START Records to use
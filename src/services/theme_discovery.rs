use std::sync::Arc;
use std::time::Instant;

use crate::{
    cache::{CacheKey, MovieCache},
    error::{AppError, AppResult},
    models::{ThemeDiscoveryRequest, ThemeDiscoveryResponse},
    services::{
        insights::generate_insights,
        journey::{derive_journey, JourneyCatalog},
        providers::{MovieRecommender, ThemeAnalyzer},
        scoring::score_candidates,
    },
};

/// Runs a theme discovery request end to end
///
/// 1. Theme analysis (fatal on failure)
/// 2. Candidate generation (degrades to an empty list on failure)
/// 3. Scoring, journey and insights over the analysis
///
/// When a cache is attached, complete responses are read and written through it.
pub struct ThemeDiscoveryService {
    analyzer: Arc<dyn ThemeAnalyzer>,
    recommender: Arc<dyn MovieRecommender>,
    cache: Option<Arc<MovieCache>>,
    catalog: JourneyCatalog,
}

impl ThemeDiscoveryService {
    pub fn new(analyzer: Arc<dyn ThemeAnalyzer>, recommender: Arc<dyn MovieRecommender>) -> Self {
        Self {
            analyzer,
            recommender,
            cache: None,
            catalog: JourneyCatalog::default(),
        }
    }

    pub fn with_cache(mut self, cache: Arc<MovieCache>) -> Self {
        self.cache = Some(cache);
        self
    }

    pub fn with_catalog(mut self, catalog: JourneyCatalog) -> Self {
        self.catalog = catalog;
        self
    }

    pub async fn discover(
        &self,
        request: ThemeDiscoveryRequest,
    ) -> AppResult<ThemeDiscoveryResponse> {
        if request.query.trim().is_empty() {
            return Err(AppError::InvalidInput(
                "Query cannot be empty".to_string(),
            ));
        }

        let start = Instant::now();
        let cache_key = CacheKey::theme_discovery(&request);

        if let Some(cache) = &self.cache {
            if let Some(cached) = cache.get::<ThemeDiscoveryResponse>(&cache_key) {
                tracing::debug!(key = %cache_key, "Theme discovery cache hit");
                return Ok(cached);
            }
        }

        let analysis = self.analyzer.analyze_themes(&request).await.map_err(|e| {
            tracing::error!(error = %e, "Theme analysis failed");
            AppError::AnalysisFailed(e.to_string())
        })?;

        let (candidates, recommendations_ok) =
            match self.recommender.recommend_for_themes(&request, &analysis).await {
                Ok(candidates) => (candidates, true),
                Err(e) => {
                    tracing::warn!(
                        error = %e,
                        "Recommendation generation failed, returning analysis only"
                    );
                    (Vec::new(), false)
                }
            };

        let response = ThemeDiscoveryResponse {
            recommended_movies: score_candidates(&analysis, &candidates),
            theme_journey: derive_journey(&self.catalog, &analysis),
            insights: generate_insights(&analysis),
            theme_analysis: analysis,
        };

        tracing::info!(
            recommendations = response.recommended_movies.len(),
            insights = response.insights.len(),
            phase = %response.theme_journey.current_phase,
            duration_ms = start.elapsed().as_millis() as u64,
            "Theme discovery completed"
        );

        // A degraded response should not hide a recovered upstream for a whole TTL
        if recommendations_ok {
            if let Some(cache) = &self.cache {
                cache.set(&cache_key, &response);
            }
        }

        Ok(response)
    }
}
use crate::models::{CandidateMovie, ThemeAnalysisResult, ThemeBasedRecommendation};

/// Score given when the analysis has nothing to compare against
const NEUTRAL_SCORE: f64 = 0.5;

/// Mean confidence of the primary themes the candidate carries
///
/// Themes the candidate lacks count as zero. Neutral when there are no
/// primary themes.
pub fn theme_alignment(analysis: &ThemeAnalysisResult, candidate: &CandidateMovie) -> f64 {
    let themes = &analysis.primary_themes;
    if themes.is_empty() {
        return NEUTRAL_SCORE;
    }

    let total: f64 = themes
        .iter()
        .filter(|t| candidate.has_theme(&t.theme))
        .map(|t| t.confidence)
        .sum();

    (total / themes.len() as f64).clamp(0.0, 1.0)
}

/// Primary then secondary theme names found in the candidate's tags
pub fn matched_themes(analysis: &ThemeAnalysisResult, candidate: &CandidateMovie) -> Vec<String> {
    let mut matched: Vec<String> = Vec::new();
    for theme in analysis.all_themes() {
        if candidate.has_theme(&theme.theme) && !matched.contains(&theme.theme) {
            matched.push(theme.theme.clone());
        }
    }
    matched
}

/// Mean intensity of the psychological needs the candidate addresses
pub fn psychological_relevance(analysis: &ThemeAnalysisResult, candidate: &CandidateMovie) -> f64 {
    let needs = &analysis.psychological_needs;
    if needs.is_empty() {
        return NEUTRAL_SCORE;
    }

    let total: f64 = needs
        .iter()
        .filter(|n| candidate.has_psychological_element(&n.need))
        .map(|n| n.intensity)
        .sum();

    (total / needs.len() as f64).clamp(0.0, 1.0)
}

/// Saturating sum of therapeutic value over needs whose category the candidate targets
pub fn therapeutic_value(analysis: &ThemeAnalysisResult, candidate: &CandidateMovie) -> f64 {
    let total: f64 = analysis
        .psychological_needs
        .iter()
        .filter(|n| candidate.has_therapeutic_element(&n.category))
        .map(|n| n.therapeutic_value)
        .sum();

    total.clamp(0.0, 1.0)
}

fn explanation_for(candidate: &CandidateMovie, matched: &[String]) -> String {
    if let Some(explanation) = candidate
        .explanation
        .as_deref()
        .map(str::trim)
        .filter(|e| !e.is_empty())
    {
        return explanation.to_string();
    }

    if matched.is_empty() {
        format!(
            "{} offers a different angle on what you are exploring.",
            candidate.movie.title
        )
    } else {
        format!(
            "{} explores {}.",
            candidate.movie.title,
            matched.join(", ")
        )
    }
}

/// Scores one candidate against the analysis
pub fn score_candidate(
    analysis: &ThemeAnalysisResult,
    candidate: &CandidateMovie,
) -> ThemeBasedRecommendation {
    let matched = matched_themes(analysis, candidate);
    let explanation = explanation_for(candidate, &matched);

    ThemeBasedRecommendation {
        movie: candidate.movie.clone(),
        theme_alignment: theme_alignment(analysis, candidate),
        psychological_relevance: psychological_relevance(analysis, candidate),
        therapeutic_value: therapeutic_value(analysis, candidate),
        matched_themes: matched,
        explanation,
    }
}

/// Scores every candidate, keeping the order the recommender returned them in
pub fn score_candidates(
    analysis: &ThemeAnalysisResult,
    candidates: &[CandidateMovie],
) -> Vec<ThemeBasedRecommendation> {
    candidates
        .iter()
        .map(|candidate| score_candidate(analysis, candidate))
        .collect()
}
use theme_finder_api::{
    api::{create_router, AppState},
    config::Config,
};
use tracing_subscriber::{layer::SubscriberExt, util::SubscriberInitExt, EnvFilter};

#[tokio::main]
async fn main() -> anyhow::Result<()> {
    tracing_subscriber::registry()
        .with(
            EnvFilter::try_from_default_env()
                .unwrap_or_else(|_| EnvFilter::new("info,tower_http=debug")),
        )
        .with(tracing_subscriber::fmt::layer())
        .init();

    let config = Config::from_env()?;

    // Initialize application state
    let state = AppState::from_config(&config);

    tracing::info!(
        cache_max_size = config.cache_max_size,
        cache_ttl_secs = config.cache_ttl_secs,
        model = %config.llm_model,
        "Application state initialized"
    );

    // Create the router with all routes
    let app = create_router(state);

    // Start the server
    let addr = config.bind_addr();
    let listener = tokio::net::TcpListener::bind(&addr).await?;
    tracing::info!(address = %addr, "Server listening");

    axum::serve(listener, app)
        .with_graceful_shutdown(shutdown_signal())
        .await?;

    tracing::info!("Server stopped");
    Ok(())
}

async fn shutdown_signal() {
    if let Err(e) = tokio::signal::ctrl_c().await {
        tracing::error!(error = %e, "Failed to listen for shutdown signal");
        std::future::pending::<()>().await;
    }
    tracing::info!("Shutdown signal received");
}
END Records to use
__Task instructions__
Each line that holds the string "listener" counts once. Give the total for the listing and nothing else.

__Result below__
2